▶ [INFORMATION PROVIDED]
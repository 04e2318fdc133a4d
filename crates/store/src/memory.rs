//! In-process store. Requests queue until [`MemoryStore::process`] so callers
//! (and tests) control exactly when writes land and when listings arrive.

use std::cell::{Cell, RefCell};
use std::collections::VecDeque;
use std::fmt;

use resync_core::managed::strip_server_fields;
use resync_core::{Json, ResourceKey};
use rustc_hash::FxHashMap;
use serde_json::Value;
use tracing::debug;

use crate::collection::{Collection, WeakCollection};
use crate::kind::KindRegistry;
use crate::{Completion, Store, StoreError};

enum Request {
    Apply(Json, Completion),
    Delete(Json, Completion),
}

#[derive(Default)]
struct Objects {
    map: FxHashMap<ResourceKey, Json>,
    order: Vec<ResourceKey>,
}

#[derive(Default)]
pub struct MemoryStore {
    kinds: KindRegistry,
    objects: RefCell<Objects>,
    queue: RefCell<VecDeque<Request>>,
    failure: RefCell<Option<String>>,
    subscribers: RefCell<Vec<WeakCollection>>,
    next_version: Cell<u64>,
}

impl MemoryStore {
    pub fn new() -> Self {
        Self::default()
    }

    pub fn with_kinds(kinds: KindRegistry) -> Self {
        Self { kinds, ..Self::default() }
    }

    /// A store that rejects every write with `reason`.
    pub fn failing(reason: impl Into<String>) -> Self {
        let store = Self::new();
        store.set_failure(Some(reason.into()));
        store
    }

    pub fn set_failure(&self, reason: Option<String>) {
        *self.failure.borrow_mut() = reason;
    }

    /// Store a document directly, as if another client had applied it.
    pub fn seed(&self, yaml: Json) -> ResourceKey {
        self.put(yaml)
    }

    /// Delete directly, as if another client had. Returns whether it existed.
    pub fn remove(&self, key: &ResourceKey) -> bool {
        let mut objects = self.objects.borrow_mut();
        if objects.map.remove(key).is_none() {
            return false;
        }
        objects.order.retain(|k| k != key);
        true
    }

    pub fn get(&self, key: &ResourceKey) -> Option<Json> {
        self.objects.borrow().map.get(key).cloned()
    }

    /// Current contents in insertion order.
    pub fn listing(&self) -> Vec<Json> {
        let objects = self.objects.borrow();
        objects.order.iter().filter_map(|k| objects.map.get(k).cloned()).collect()
    }

    pub fn queued(&self) -> usize {
        self.queue.borrow().len()
    }

    /// Run every queued request and complete it. Returns how many ran.
    pub fn process(&self) -> usize {
        let requests: Vec<Request> = self.queue.borrow_mut().drain(..).collect();
        let count = requests.len();
        for request in requests {
            let failure = self.failure.borrow().clone();
            match request {
                Request::Apply(_, done) | Request::Delete(_, done) if failure.is_some() => {
                    done.complete(Err(StoreError::Rejected(failure.unwrap_or_default())));
                }
                Request::Apply(yaml, done) => {
                    let key = self.put(yaml);
                    debug!(key = %key, "memory store applied");
                    done.complete(Ok(()));
                }
                Request::Delete(yaml, done) => {
                    let key = ResourceKey::of(&yaml);
                    if self.remove(&key) {
                        debug!(key = %key, "memory store deleted");
                        done.complete(Ok(()));
                    } else {
                        done.complete(Err(StoreError::NotFound(key)));
                    }
                }
            }
        }
        count
    }

    /// Push the current listing to every live subscriber.
    pub fn poll(&self) {
        let subscribers: Vec<Collection> = {
            let mut subs = self.subscribers.borrow_mut();
            subs.retain(|w| w.upgrade().is_some());
            subs.iter().filter_map(WeakCollection::upgrade).collect()
        };
        for collection in subscribers {
            collection.reconcile(self.listing());
        }
    }

    /// [`process`](Self::process) then [`poll`](Self::poll).
    pub fn settle(&self) {
        self.process();
        self.poll();
    }

    fn put(&self, mut yaml: Json) -> ResourceKey {
        strip_server_fields(&mut yaml);
        let version = self.next_version.get() + 1;
        self.next_version.set(version);
        if let Some(meta) = yaml.get_mut("metadata").and_then(Value::as_object_mut) {
            meta.insert("resourceVersion".to_owned(), Value::String(version.to_string()));
        }
        let key = ResourceKey::of(&yaml);
        let mut objects = self.objects.borrow_mut();
        if objects.map.insert(key.clone(), yaml).is_none() {
            objects.order.push(key.clone());
        }
        key
    }
}

impl Store for MemoryStore {
    fn kinds(&self) -> &KindRegistry {
        &self.kinds
    }

    fn apply(&self, _collection: &Collection, yaml: Json, done: Completion) {
        self.queue.borrow_mut().push_back(Request::Apply(yaml, done));
    }

    fn delete(&self, _collection: &Collection, yaml: Json, done: Completion) {
        self.queue.borrow_mut().push_back(Request::Delete(yaml, done));
    }

    fn subscribe(&self, collection: &Collection) {
        self.subscribers.borrow_mut().push(collection.downgrade());
    }
}

impl fmt::Debug for MemoryStore {
    fn fmt(&self, f: &mut fmt::Formatter<'_>) -> fmt::Result {
        f.debug_struct("MemoryStore")
            .field("objects", &self.objects.borrow().map.len())
            .field("queued", &self.queued())
            .field("failure", &self.failure.borrow())
            .finish()
    }
}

▶ [TASK PROMPT] Every line of the material above must be set down again exactly.

▶ [REPLY TO THE TASK]
repository 04e2318fdc133a4d
filename crates/store/src/memory.rs
//! In-process store. Requests queue until [`MemoryStore::process`] so callers
//! (and tests) control exactly when writes land and when listings arrive.

use std::cell::{Cell, RefCell};
use std::collections::VecDeque;
use std::fmt;

use resync_core::managed::strip_server_fields;
use resync_core::{Json, ResourceKey};
use rustc_hash::FxHashMap;
use serde_json::Value;
use tracing::debug;

use crate::collection::{Collection, WeakCollection};
use crate::kind::KindRegistry;
use crate::{Completion, Store, StoreError};

enum Request {
    Apply(Json, Completion),
    Delete(Json, Completion),
}

#[derive(Default)]
struct Objects {
    map: FxHashMap<ResourceKey, Json>,
    order: Vec<ResourceKey>,
}

#[derive(Default)]
pub struct MemoryStore {
    kinds: KindRegistry,
    objects: RefCell<Objects>,
    queue: RefCell<VecDeque<Request>>,
    failure: RefCell<Option<String>>,
    subscribers: RefCell<Vec<WeakCollection>>,
    next_version: Cell<u64>,
}

impl MemoryStore {
    pub fn new() -> Self {
        Self::default()
    }

    pub fn with_kinds(kinds: KindRegistry) -> Self {
        Self { kinds, ..Self::default() }
    }

    /// A store that rejects every write with `reason`.
    pub fn failing(reason: impl Into<String>) -> Self {
        let store = Self::new();
        store.set_failure(Some(reason.into()));
        store
    }

    pub fn set_failure(&self, reason: Option<String>) {
        *self.failure.borrow_mut() = reason;
    }

    /// Store a document directly, as if another client had applied it.
    pub fn seed(&self, yaml: Json) -> ResourceKey {
        self.put(yaml)
    }

    /// Delete directly, as if another client had. Returns whether it existed.
    pub fn remove(&self, key: &ResourceKey) -> bool {
        let mut objects = self.objects.borrow_mut();
        if objects.map.remove(key).is_none() {
            return false;
        }
        objects.order.retain(|k| k != key);
        true
    }

    pub fn get(&self, key: &ResourceKey) -> Option<Json> {
        self.objects.borrow().map.get(key).cloned()
    }

    /// Current contents in insertion order.
    pub fn listing(&self) -> Vec<Json> {
        let objects = self.objects.borrow();
        objects.order.iter().filter_map(|k| objects.map.get(k).cloned()).collect()
    }

    pub fn queued(&self) -> usize {
        self.queue.borrow().len()
    }

    /// Run every queued request and complete it. Returns how many ran.
    pub fn process(&self) -> usize {
        let requests: Vec<Request> = self.queue.borrow_mut().drain(..).collect();
        let count = requests.len();
        for request in requests {
            let failure = self.failure.borrow().clone();
            match request {
                Request::Apply(_, done) | Request::Delete(_, done) if failure.is_some() => {
                    done.complete(Err(StoreError::Rejected(failure.unwrap_or_default())));
                }
                Request::Apply(yaml, done) => {
                    let key = self.put(yaml);
                    debug!(key = %key, "memory store applied");
                    done.complete(Ok(()));
                }
                Request::Delete(yaml, done) => {
                    let key = ResourceKey::of(&yaml);
                    if self.remove(&key) {
                        debug!(key = %key, "memory store deleted");
                        done.complete(Ok(()));
                    } else {
                        done.complete(Err(StoreError::NotFound(key)));
                    }
                }
            }
        }
        count
    }

    /// Push the current listing to every live subscriber.
    pub fn poll(&self) {
        let subscribers: Vec<Collection> = {
            let mut subs = self.subscribers.borrow_mut();
            subs.retain(|w| w.upgrade().is_some());
            subs.iter().filter_map(WeakCollection::upgrade).collect()
        };
        for collection in subscribers {
            collection.reconcile(self.listing());
        }
    }

    /// [`process`](Self::process) then [`poll`](Self::poll).
    pub fn settle(&self) {
        self.process();
        self.poll();
    }

    fn put(&self, mut yaml: Json) -> ResourceKey {
        strip_server_fields(&mut yaml);
        let version = self.next_version.get() + 1;
        self.next_version.set(version);
        if let Some(meta) = yaml.get_mut("metadata").and_then(Value::as_object_mut) {
            meta.insert("resourceVersion".to_owned(), Value::String(version.to_string()));
        }
        let key = ResourceKey::of(&yaml);
        let mut objects = self.objects.borrow_mut();
        if objects.map.insert(key.clone(), yaml).is_none() {
            objects.order.push(key.clone());
        }
        key
    }
}

impl Store for MemoryStore {
    fn kinds(&self) -> &KindRegistry {
        &self.kinds
    }

    fn apply(&self, _collection: &Collection, yaml: Json, done: Completion) {
        self.queue.borrow_mut().push_back(Request::Apply(yaml, done));
    }

    fn delete(&self, _collection: &Collection, yaml: Json, done: Completion) {
        self.queue.borrow_mut().push_back(Request::Delete(yaml, done));
    }

    fn subscribe(&self, collection: &Collection) {
        self.subscribers.borrow_mut().push(collection.downgrade());
    }
}

impl fmt::Debug for MemoryStore {
    fn fmt(&self, f: &mut fmt::Formatter<'_>) -> fmt::Result {
        f.debug_struct("MemoryStore")
            .field("objects", &self.objects.borrow().map.len())
            .field("queued", &self.queued())
            .field("failure", &self.failure.borrow())
            .finish()
    }
}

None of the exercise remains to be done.